More meditations from a sheep

Of course, being a sheep is exactly what Jesus asked the people of first-century Palestine to be. "Turn the other cheek, do not resist an evildoer, do good to those who mistreat you." Etc.

But those were not moral platitudes delivered into a political void. Palestine (or Judea, as it was then known) was an occupied territory, brutally conquered and kept subject by an oppressive, violently exploitative, and very effective empire. The more you learn about Roman rule at the time, the harder it becomes to resist the idea that violent rebellion might just have been justified. 

But Jesus asked them to do the opposite, to refuse to answer violence and injustice with more of the same. (In fact, more than that, he asked them to respond with love).

Why did he do this?

I think that, first of all (and for brevity's sake it will be the only point for today), he knew that violence was an ineffective form of resistance.
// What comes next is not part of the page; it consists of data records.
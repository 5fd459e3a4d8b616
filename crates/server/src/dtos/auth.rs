use database::{
    entities::users,
    services::account::{NewAccount, Profile},
};
use models::{role::Role, status::AcademicStatus};
use serde::{Deserialize, Serialize};
use utoipa::ToSchema;

pub const MIN_PASSWORD_LENGTH: usize = 6;

#[derive(Debug, Deserialize, ToSchema)]
pub struct RegisterRequest {
    pub username: String,
    pub name: String,
    pub email: String,
    pub password: String,
    /// One of `mahasiswa`, `dosen`, `kajur`, `rektor`
    #[schema(value_type = String)]
    pub role: Option<Role>,
    /// Required for `mahasiswa`
    pub nim: Option<String>,
    /// Required for `dosen`, `kajur` and `rektor`
    pub nidn: Option<String>,
    pub phone_number: Option<String>,
    pub department: Option<String>,
    pub semester: Option<i32>,
    #[schema(value_type = Option<String>)]
    pub academic_status: Option<AcademicStatus>,
}

impl RegisterRequest {
    /// Moves the request into service input, swapping the plain password for
    /// its digest
    pub fn into_new_account(self, password_hash: String) -> NewAccount {
        NewAccount {
            username: self.username,
            name: self.name,
            email: self.email,
            password_hash,
            role: self.role,
            nim: self.nim,
            nidn: self.nidn,
            phone: self.phone_number,
            department: self.department,
            semester: self.semester,
            academic_status: self.academic_status,
        }
    }
}

#[derive(Debug, Deserialize, ToSchema)]
pub struct LoginRequest {
    /// Username, email, NIM or NIDN
    pub identifier: String,
    pub password: String,
}

#[derive(Debug, Serialize)]
pub struct LoginResponse {
    pub token: String,
    pub token_type: &'static str,
    /// Seconds until the token expires
    pub expires_in: i64,
    pub user: users::Model,
    pub profile: Profile,
}
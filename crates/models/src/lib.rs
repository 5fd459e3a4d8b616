pub mod academic_year;
pub mod approval;
pub mod attendance;
pub mod days;
pub mod grade;
pub mod pagination;
pub mod role;
pub mod status;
History proves this pretty definitively. Jewish zealots in Palestine did rebel violently and in large numbers on three separate occasions (4 BCE at the death of Herod the Great, 66-73 CE resulting in the destruction of the Temple, 132-135 CE leading to the expulsion of the surviving Jews from Jerusalem and Judea).
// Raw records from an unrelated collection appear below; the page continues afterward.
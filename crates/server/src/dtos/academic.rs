use database::services::{enrollment::NewEnrollment, schedule::ScheduleFilter};
use models::grade::Scores;
use serde::Deserialize;
use utoipa::{IntoParams, ToSchema};
use uuid::Uuid;

#[derive(Debug, Deserialize, ToSchema)]
pub struct EnrollmentRequest {
    pub course_id: Uuid,
    /// 1 to 14
    pub semester: i32,
    /// `YYYY/YYYY`, consecutive years
    pub academic_year: String,
}

impl From<EnrollmentRequest> for NewEnrollment {
    fn from(request: EnrollmentRequest) -> Self {
        Self {
            course_id: request.course_id,
            semester: request.semester,
            academic_year: request.academic_year,
        }
    }
}

/// Optional term filter shared by KRS and grade listings
#[derive(Debug, Default, Deserialize, IntoParams)]
#[into_params(parameter_in = Query)]
pub struct TermQuery {
    pub semester: Option<i32>,
    pub academic_year: Option<String>,
}

#[derive(Debug, Deserialize, IntoParams)]
#[into_params(parameter_in = Query)]
pub struct AvailableCoursesQuery {
    /// Defaults to the student's current semester
    pub semester: Option<i32>,
    /// Defaults to the current academic year
    pub academic_year: Option<String>,
}

#[derive(Debug, Deserialize, ToSchema)]
pub struct ApprovalRequest {
    /// `approve` or `reject`
    pub action: String,
    /// Required when rejecting
    pub rejection_reason: Option<String>,
}

#[derive(Debug, Deserialize, ToSchema)]
pub struct GradeRequest {
    pub task_score: f64,
    pub midterm_score: f64,
    pub final_exam_score: f64,
}

impl From<GradeRequest> for Scores {
    fn from(request: GradeRequest) -> Self {
        Scores::new(
            request.task_score,
            request.midterm_score,
            request.final_exam_score,
        )
    }
}

#[derive(Debug, Default, Deserialize, IntoParams)]
#[into_params(parameter_in = Query)]
pub struct ScheduleQuery {
    pub semester: Option<i32>,
    pub academic_year: Option<String>,
    /// Indonesian day name, e.g. `senin`
    pub day: Option<String>,
}

impl From<ScheduleQuery> for ScheduleFilter {
    fn from(query: ScheduleQuery) -> Self {
        Self {
            semester: query.semester,
            academic_year: query.academic_year,
            day: query.day,
        }
    }
}
use super::access::AccessService;
use crate::{
    entities::{courses, lecturers, materials},
    error::{ServiceError, ServiceResult},
};
use chrono::Utc;
use models::{
    attendance::is_valid_meeting,
    status::{MaterialType, RecordStatus},
};
use sea_orm::{
    ActiveModelTrait, ActiveValue::Set, ColumnTrait, DatabaseConnection, EntityTrait, QueryFilter,
    QueryOrder, prelude::Expr, sea_query::OnConflict,
};
use serde::Serialize;
use uuid::Uuid;

/// Contents of a material, used both to create and to replace one
#[derive(Clone, Debug)]
pub struct MaterialInput {
    pub title: String,
    pub description: Option<String>,
    pub meeting: i32,
    pub material_type: MaterialType,
    pub url: Option<String>,
}

impl MaterialInput {
    fn validate(&self) -> ServiceResult<()> {
        if !(3..=200).contains(&self.title.trim().chars().count()) {
            return Err(ServiceError::invalid(
                "title must be between 3 and 200 characters",
            ));
        }
        if !is_valid_meeting(self.meeting) {
            return Err(ServiceError::invalid("meeting must be between 1 and 16"));
        }
        Ok(())
    }
}

#[derive(Clone, Debug, PartialEq, Serialize)]
pub struct MaterialEntry {
    #[serde(flatten)]
    pub material: materials::Model,
    pub course_code: String,
    pub course_name: String,
}

impl MaterialEntry {
    fn new(material: materials::Model, course: &courses::Model) -> Self {
        Self {
            material,
            course_code: course.code.clone(),
            course_name: course.name.clone(),
        }
    }
}

#[derive(Clone, Debug, PartialEq, Serialize)]
pub struct CourseMaterials {
    pub course_id: Uuid,
    pub course_code: String,
    pub course_name: String,
    pub total_materials: usize,
    pub materials: Vec<materials::Model>,
}

pub struct MaterialService;

impl MaterialService {
    /// Loads an active material of a course the lecturer teaches
    async fn owned(
        db: &DatabaseConnection,
        lecturer: &lecturers::Model,
        material_id: Uuid,
    ) -> ServiceResult<(materials::Model, courses::Model)> {
        let (material, course) = materials::Entity::find_by_id(material_id)
            .find_also_related(courses::Entity)
            .filter(materials::Column::Status.eq(RecordStatus::Aktif))
            .one(db)
            .await?
            .ok_or_else(|| ServiceError::not_found("material not found"))?;

        match course {
            Some(course) if AccessService::is_teaching(lecturer, &course) => Ok((material, course)),
            _ => Err(ServiceError::forbidden("you are not teaching this course")),
        }
    }

    pub async fn create(
        db: &DatabaseConnection,
        lecturer: &lecturers::Model,
        course_id: Uuid,
        input: MaterialInput,
    ) -> ServiceResult<MaterialEntry> {
        let course = AccessService::teaching_course(db, lecturer, course_id).await?;
        input.validate()?;

        let title = input.title.trim().to_string();
        let now = Utc::now();
        // A soft-deleted material with the same title comes back in place of a new row
        let written = materials::Entity::insert(materials::ActiveModel {
            id: Set(Uuid::new_v4()),
            course_id: Set(course.id),
            title: Set(title.clone()),
            description: Set(input.description),
            meeting: Set(input.meeting),
            material_type: Set(input.material_type),
            file_path: Set(None),
            file_size: Set(0),
            url: Set(input.url),
            status: Set(RecordStatus::Aktif),
            created_at: Set(now),
            updated_at: Set(now),
        })
        .on_conflict(
            OnConflict::columns([
                materials::Column::CourseId,
                materials::Column::Meeting,
                materials::Column::Title,
            ])
            .update_columns([
                materials::Column::Description,
                materials::Column::MaterialType,
                materials::Column::FilePath,
                materials::Column::FileSize,
                materials::Column::Url,
                materials::Column::Status,
                materials::Column::CreatedAt,
                materials::Column::UpdatedAt,
            ])
            .action_and_where(
                Expr::col((materials::Entity, materials::Column::Status))
                    .eq(RecordStatus::Nonaktif),
            )
            .to_owned(),
        )
        .exec_without_returning(db)
        .await?;
        if written == 0 {
            return Err(ServiceError::conflict(
                "a material with this title already exists for this meeting",
            ));
        }

        let material = materials::Entity::find()
            .filter(materials::Column::CourseId.eq(course.id))
            .filter(materials::Column::Meeting.eq(input.meeting))
            .filter(materials::Column::Title.eq(title))
            .one(db)
            .await?
            .ok_or_else(|| ServiceError::Internal("material missing after insert".to_string()))?;

        log::info!(
            "Added material \"{}\" to {} meeting {}",
            material.title,
            course.code,
            material.meeting
        );
        Ok(MaterialEntry::new(material, &course))
    }

    /// Active materials ordered by meeting, then by creation time
    pub async fn list_by_course(
        db: &DatabaseConnection,
        lecturer: &lecturers::Model,
        course_id: Uuid,
        meeting: Option<i32>,
    ) -> ServiceResult<CourseMaterials> {
        let course = AccessService::teaching_course(db, lecturer, course_id).await?;

        let mut query = materials::Entity::find()
            .filter(materials::Column::CourseId.eq(course.id))
            .filter(materials::Column::Status.eq(RecordStatus::Aktif));
        if let Some(meeting) = meeting {
            query = query.filter(materials::Column::Meeting.eq(meeting));
        }

        let materials = query
            .order_by_asc(materials::Column::Meeting)
            .order_by_asc(materials::Column::CreatedAt)
            .all(db)
            .await?;

        Ok(CourseMaterials {
            course_id: course.id,
            course_code: course.code,
            course_name: course.name,
            total_materials: materials.len(),
            materials,
        })
    }

    pub async fn update(
        db: &DatabaseConnection,
        lecturer: &lecturers::Model,
        material_id: Uuid,
        input: MaterialInput,
    ) -> ServiceResult<MaterialEntry> {
        let (material, course) = Self::owned(db, lecturer, material_id).await?;
        input.validate()?;

        let mut active: materials::ActiveModel = material.into();
        active.title = Set(input.title.trim().to_string());
        active.description = Set(input.description);
        active.meeting = Set(input.meeting);
        active.material_type = Set(input.material_type);
        active.url = Set(input.url);
        active.updated_at = Set(Utc::now());

        Ok(MaterialEntry::new(active.update(db).await?, &course))
    }

    /// Soft delete; the row stays as `nonaktif` and is hidden from listings
    pub async fn delete(
        db: &DatabaseConnection,
        lecturer: &lecturers::Model,
        material_id: Uuid,
    ) -> ServiceResult<()> {
        let (material, course) = Self::owned(db, lecturer, material_id).await?;

        let mut active: materials::ActiveModel = material.into();
        active.status = Set(RecordStatus::Nonaktif);
        active.updated_at = Set(Utc::now());
        let material = active.update(db).await?;

        log::info!("Removed material \"{}\" from {}", material.title, course.code);
        Ok(())
    }
}
use sea_orm::entity::prelude::*;
use serde::{Deserialize, Serialize};

#[derive(Clone, Debug, PartialEq, DeriveEntityModel, Serialize, Deserialize)]
#[sea_orm(table_name = "courses")]
pub struct Model {
    #[sea_orm(primary_key, auto_increment = false)]
    pub id: Uuid,
    #[sea_orm(unique)]
    pub code: String,
    pub name: String,
    /// Credit hours (SKS)
    pub credits: i32,
    /// Lowest semester the course is offered at
    pub semester: i32,
    pub prerequisites: Option<String>,
    pub description: Option<String>,
    pub lecturer_id: Option<Uuid>,
    pub created_at: DateTimeUtc,
    pub updated_at: DateTimeUtc,
}

#[derive(Copy, Clone, Debug, EnumIter, DeriveRelation)]
pub enum Relation {
    #[sea_orm(
        belongs_to = "super::lecturers::Entity",
        from = "Column::LecturerId",
        to = "super::lecturers::Column::Id",
        on_delete = "SetNull"
    )]
    Lecturers,
    #[sea_orm(has_many = "super::enrollments::Entity")]
    Enrollments,
    #[sea_orm(has_many = "super::grades::Entity")]
    Grades,
    #[sea_orm(has_many = "super::attendances::Entity")]
    Attendances,
    #[sea_orm(has_many = "super::schedules::Entity")]
    Schedules,
    #[sea_orm(has_many = "super::materials::Entity")]
    Materials,
}

impl Related<super::lecturers::Entity> for Entity {
    fn to() -> RelationDef {
        Relation::Lecturers.def()
    }
}

impl Related<super::enrollments::Entity> for Entity {
    fn to() -> RelationDef {
        Relation::Enrollments.def()
    }
}

impl Related<super::grades::Entity> for Entity {
    fn to() -> RelationDef {
        Relation::Grades.def()
    }
}

impl Related<super::attendances::Entity> for Entity {
    fn to() -> RelationDef {
        Relation::Attendances.def()
    }
}

impl Related<super::schedules::Entity> for Entity {
    fn to() -> RelationDef {
        Relation::Schedules.def()
    }
}

impl Related<super::materials::Entity> for Entity {
    fn to() -> RelationDef {
        Relation::Materials.def()
    }
}

impl ActiveModelBehavior for ActiveModel {}
use models::status::RecordStatus;
use sea_orm::entity::prelude::*;
use serde::{Deserialize, Serialize};

#[derive(Clone, Debug, PartialEq, DeriveEntityModel, Serialize, Deserialize)]
#[sea_orm(table_name = "lecturers")]
pub struct Model {
    #[sea_orm(primary_key, auto_increment = false)]
    pub id: Uuid,
    #[sea_orm(unique)]
    pub user_id: Uuid,
    #[sea_orm(unique)]
    pub nidn: String,
    pub name: String,
    #[sea_orm(unique)]
    pub email: String,
    pub department: String,
    pub phone: Option<String>,
    pub status: RecordStatus,
    pub created_at: DateTimeUtc,
    pub updated_at: DateTimeUtc,
}

#[derive(Copy, Clone, Debug, EnumIter, DeriveRelation)]
pub enum Relation {
    #[sea_orm(
        belongs_to = "super::users::Entity",
        from = "Column::UserId",
        to = "super::users::Column::Id",
        on_delete = "Cascade"
    )]
    Users,
    #[sea_orm(has_many = "super::courses::Entity")]
    Courses,
    #[sea_orm(has_many = "super::students::Entity")]
    Advisees,
}

impl Related<super::users::Entity> for Entity {
    fn to() -> RelationDef {
        Relation::Users.def()
    }
}

impl Related<super::courses::Entity> for Entity {
    fn to() -> RelationDef {
        Relation::Courses.def()
    }
}

impl Related<super::students::Entity> for Entity {
    fn to() -> RelationDef {
        Relation::Advisees.def()
    }
}

impl ActiveModelBehavior for ActiveModel {}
So they were slaughtered every time. With the weight of the state and a huge empire on their side, the Romans had all the power, resources, people, and weapons.

(Incidentally, John Dominic Crossan points out — in God and Empire, a book I highly recommend — that the centre of the Judean rebellions in 4 BCE was the city of Sepphoris, which is only 4 miles from Jesus' hometown of Nazareth. With Jesus' birth  also generally dated around 4 BCE, he probably would have grown up hearing about the rebellion and resulting massacres.)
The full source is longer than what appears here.